When you issue a Student Pilot Certificate, you must test the person to at least ICAO level 4 before you can push the IACRA button, asking if the person is English proficient. 

Have a read of the AC so you will be prepared to give the evaluations as a flight instructor.  Here is a link to the AC.

Regional Airline Hiring has Slowed Down Even With a Shortage - Why?

We still have a pilot shortage, but it is not a first officer shortage right now. We have a Captain shortage. We currently can’t get enough upgrades from FO to Captain, so we are lopsided in crew. That’s why the regionals are pushing out ground school dates for new hires. As this situation improves, the hiring will resume for first officers. So, if you are short a bunch of hours or just getting your CFI, your timing may still be very good. 

FAA Reauthorization Bill - What’s New?

Here is a summary of what’s important to us in the bill. In the first few months of 2024, I will provide more details as it gets finished in both houses. 

Here are some key takeaways:

  1. It needs to be enacted before the March 2024 deadline. 

  2. Increasing the mandatory retirement age for airplane Captains. 

  3. More Sim time is to be counted towards the ATP minimums. 

  4. A mandate for practical test requests to be fulfilled within 14 days of the date of the request. 


  1. Performing a gravel or sand surface run-up differs from your typical run-up at a paved or concrete runup area.  It’s not possible to do a static runup at other than paved concrete and most grass airports, so you need to do everything but the mag/engine check.  Those must be done on the takeoff roll, like what seaplanes do.  You should always get training from an experienced CFI before attempting this.  Doing a run-up on a gravel or sand surface will damage the propeller and may also suck gravel, dust, or sand into the air intake.

  2. Removing frost, snow, and other contamination from the wings -  If the outside air and wing are below freezing, the only ways to remove contamination are by brushing, scraping, using deice fluid, or turning the airplane into the sun to sublimate the ice.  Above freezing, you can use water from a hose to do the job.  Note:  If the wing is super cold-soaked and remains below freezing, the water hose won’t work.  It will just freeze up again.

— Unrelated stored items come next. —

// Dotlanth
// Copyright (C) 2025 Synerthink

// This program is free software: you can redistribute it and/or modify
// it under the terms of the GNU Affero General Public License as published by
// the Free Software Foundation, either version 3 of the License, or
// (at your option) any later version.

// This program is distributed in the hope that it will be useful,
// but WITHOUT ANY WARRANTY; without even the implied warranty of
// MERCHANTABILITY or FITNESS FOR A PARTICULAR PURPOSE.  See the
// GNU Affero General Public License for more details.

// You should have received a copy of the GNU Affero General Public License
// along with this program.  If not, see <http://www.gnu.org/licenses/>.

use std::collections::HashSet;
use std::fmt;
use std::hash::Hash;

use crate::scopegraph::{Datum, Patch, ResolutionPath, ScopeId};

/// Result of a query: the accepted resolution paths plus the candidates that
/// were shadowed away.
#[derive(Clone)]
pub struct Env<S, L, D> {
    accepted: HashSet<ResolutionPath<S, L, D>>,
    rejected: HashSet<ResolutionPath<S, L, D>>,
}

impl<S: Eq + Hash, L: Eq + Hash, D: Eq + Hash> PartialEq for Env<S, L, D> {
    fn eq(&self, other: &Self) -> bool {
        self.accepted == other.accepted && self.rejected == other.rejected
    }
}

impl<S: Eq + Hash, L: Eq + Hash, D: Eq + Hash> Eq for Env<S, L, D> {}

impl<S, L, D> Default for Env<S, L, D> {
    fn default() -> Self {
        Self {
            accepted: HashSet::new(),
            rejected: HashSet::new(),
        }
    }
}

impl<S, L, D> Env<S, L, D>
where
    S: Clone + Eq + Hash,
    L: Clone + Eq + Hash,
    D: Clone + Eq + Hash,
{
    pub fn empty() -> Self {
        Self::default()
    }

    pub fn of(path: ResolutionPath<S, L, D>) -> Self {
        let mut env = Self::empty();
        env.accepted.insert(path);
        env
    }

    pub fn from_paths(paths: impl IntoIterator<Item = ResolutionPath<S, L, D>>) -> Self {
        Self {
            accepted: paths.into_iter().collect(),
            rejected: HashSet::new(),
        }
    }

    pub fn accepted(&self) -> &HashSet<ResolutionPath<S, L, D>> {
        &self.accepted
    }

    pub fn rejected(&self) -> &HashSet<ResolutionPath<S, L, D>> {
        &self.rejected
    }

    /// No accepted paths.
    pub fn is_empty(&self) -> bool {
        self.accepted.is_empty()
    }

    pub fn len(&self) -> usize {
        self.accepted.len()
    }

    pub fn iter(&self) -> impl Iterator<Item = &ResolutionPath<S, L, D>> {
        self.accepted.iter()
    }

    pub fn data(&self) -> impl Iterator<Item = &D> {
        self.accepted.iter().map(|p| p.datum())
    }

    pub fn union(&mut self, other: Env<S, L, D>) {
        self.accepted.extend(other.accepted);
        self.rejected.extend(other.rejected);
    }

    pub fn accept(&mut self, path: ResolutionPath<S, L, D>) {
        self.accepted.insert(path);
    }

    pub fn reject(&mut self, path: ResolutionPath<S, L, D>) {
        self.rejected.insert(path);
    }

    pub fn into_paths(self) -> HashSet<ResolutionPath<S, L, D>> {
        self.accepted
    }
}

impl<S, L, D> Env<S, L, D>
where
    S: ScopeId,
    L: Clone + Eq + Hash,
    D: Datum<S>,
{
    pub fn patch(&self, patch: &Patch<S>) -> Self {
        if patch.is_empty() {
            return self.clone();
        }
        Self {
            accepted: self.accepted.iter().map(|p| p.patch(patch)).collect(),
            rejected: self.rejected.iter().map(|p| p.patch(patch)).collect(),
        }
    }
}

impl<S: fmt::Debug, L: fmt::Debug, D: fmt::Debug> fmt::Debug for Env<S, L, D> {
    fn fmt(&self, f: &mut fmt::Formatter<'_>) -> fmt::Result {
        f.debug_struct("Env")
            .field("accepted", &self.accepted)
            .field("rejected", &self.rejected)
            .finish()
    }
}

#[cfg(test)]
mod tests {
    use dotscope_common::{Scope, UnitId};

    use super::*;
    use crate::scopegraph::ScopePath;

    fn path(name: &str, datum: &str) -> ResolutionPath<Scope, char, String> {
        ScopePath::new(Scope::new(UnitId::new("u"), name)).resolve(datum.to_string())
    }

    #[test]
    fn test_equality_ignores_order() {
        let left = Env::from_paths([path("a", "x"), path("b", "y")]);
        let right = Env::from_paths([path("b", "y"), path("a", "x")]);
        assert_eq!(left, right);

        let mut shadowed = right.clone();
        shadowed.reject(path("c", "z"));
        assert_ne!(left, shadowed);
        assert_eq!(left.accepted(), shadowed.accepted());
    }
}
// Dotlanth
// Copyright (C) 2025 Synerthink

// This program is free software: you can redistribute it and/or modify
// it under the terms of the GNU Affero General Public License as published by
// the Free Software Foundation, either version 3 of the License, or
// (at your option) any later version.

// This program is distributed in the hope that it will be useful,
// but WITHOUT ANY WARRANTY; without even the implied warranty of
// MERCHANTABILITY or FITNESS FOR A PARTICULAR PURPOSE.  See the
// GNU Affero General Public License for more details.

// You should have received a copy of the GNU Affero General Public License
// along with this program.  If not, see <http://www.gnu.org/licenses/>.

use tracing_subscriber::EnvFilter;

/// Install a global fmt subscriber. `RUST_LOG` takes precedence over
/// `default_level`. Calling this more than once is harmless.
pub fn init_tracing(default_level: &str) {
    let filter = EnvFilter::try_from_default_env().unwrap_or_else(|_| EnvFilter::new(default_level));
    let _ = tracing_subscriber::fmt().with_env_filter(filter).with_target(true).try_init();
}

/// Subscriber for tests: captured output, `warn` unless `RUST_LOG` says otherwise.
pub fn init_test_tracing() {
    let filter = EnvFilter::try_from_default_env().unwrap_or_else(|_| EnvFilter::new("warn"));
    let _ = tracing_subscriber::fmt().with_env_filter(filter).with_test_writer().try_init();
}
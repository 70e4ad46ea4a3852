// Dotlanth
// Copyright (C) 2025 Synerthink

// This program is free software: you can redistribute it and/or modify
// it under the terms of the GNU Affero General Public License as published by
// the Free Software Foundation, either version 3 of the License, or
// (at your option) any later version.

// This program is distributed in the hope that it will be useful,
// but WITHOUT ANY WARRANTY; without even the implied warranty of
// MERCHANTABILITY or FITNESS FOR A PARTICULAR PURPOSE.  See the
// GNU Affero General Public License for more details.

// You should have received a copy of the GNU Affero General Public License
// along with this program.  If not, see <http://www.gnu.org/licenses/>.

//! Error taxonomy of the engine.
//!
//! Only genuine failures are errors. Resolution that cannot proceed yet
//! suspends instead, and a deadlock-forced release is reported as a regular
//! outcome by the engine, so neither appears here.

use thiserror::Error;

use crate::ids::UnitId;

#[derive(Debug, Clone, PartialEq, Eq, Error)]
pub enum EngineError {
    #[error("Illegal state: {0}")]
    IllegalState(String),

    #[error("Unknown unit: {0}")]
    UnknownUnit(UnitId),

    #[error("Unknown scope: {0}")]
    UnknownScope(String),

    #[error("Unit {0} is unavailable")]
    UnitUnavailable(UnitId),

    #[error("Checker failed: {0}")]
    Checker(String),

    #[error("Engine stuck: {0}")]
    Stuck(String),

    #[error("Predicate error: {0}")]
    Predicate(String),

    #[error("Checkpoint error: {0}")]
    Checkpoint(String),

    #[error("Configuration error: {0}")]
    Config(String),
}

impl EngineError {
    pub fn illegal_state(msg: impl Into<String>) -> Self {
        EngineError::IllegalState(msg.into())
    }
}

pub type EngineResult<T> = Result<T, EngineError>;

  3. Is a climb at Vy or Vx really necessary in a single-engine airplane?  Consider putting the airplanes nose on the horizon to see birds, other aircraft, etc.  The chance of a collision with something like that may be higher when the nose is at a Vx or Vy attitude than the difference in altitude gain you get from being at those speeds.  Always weigh the necessity of climbing at Vx or Vy over a collision risk, especially when climbing en route.  NOTE:  Putting the nose on the horizon works for training airplanes like 152, 172, Archers, etc.  Your nose attitude for a cruise climb may differ.  Consult with a CFI familiar with your airplane to determine the best speeds and attitudes.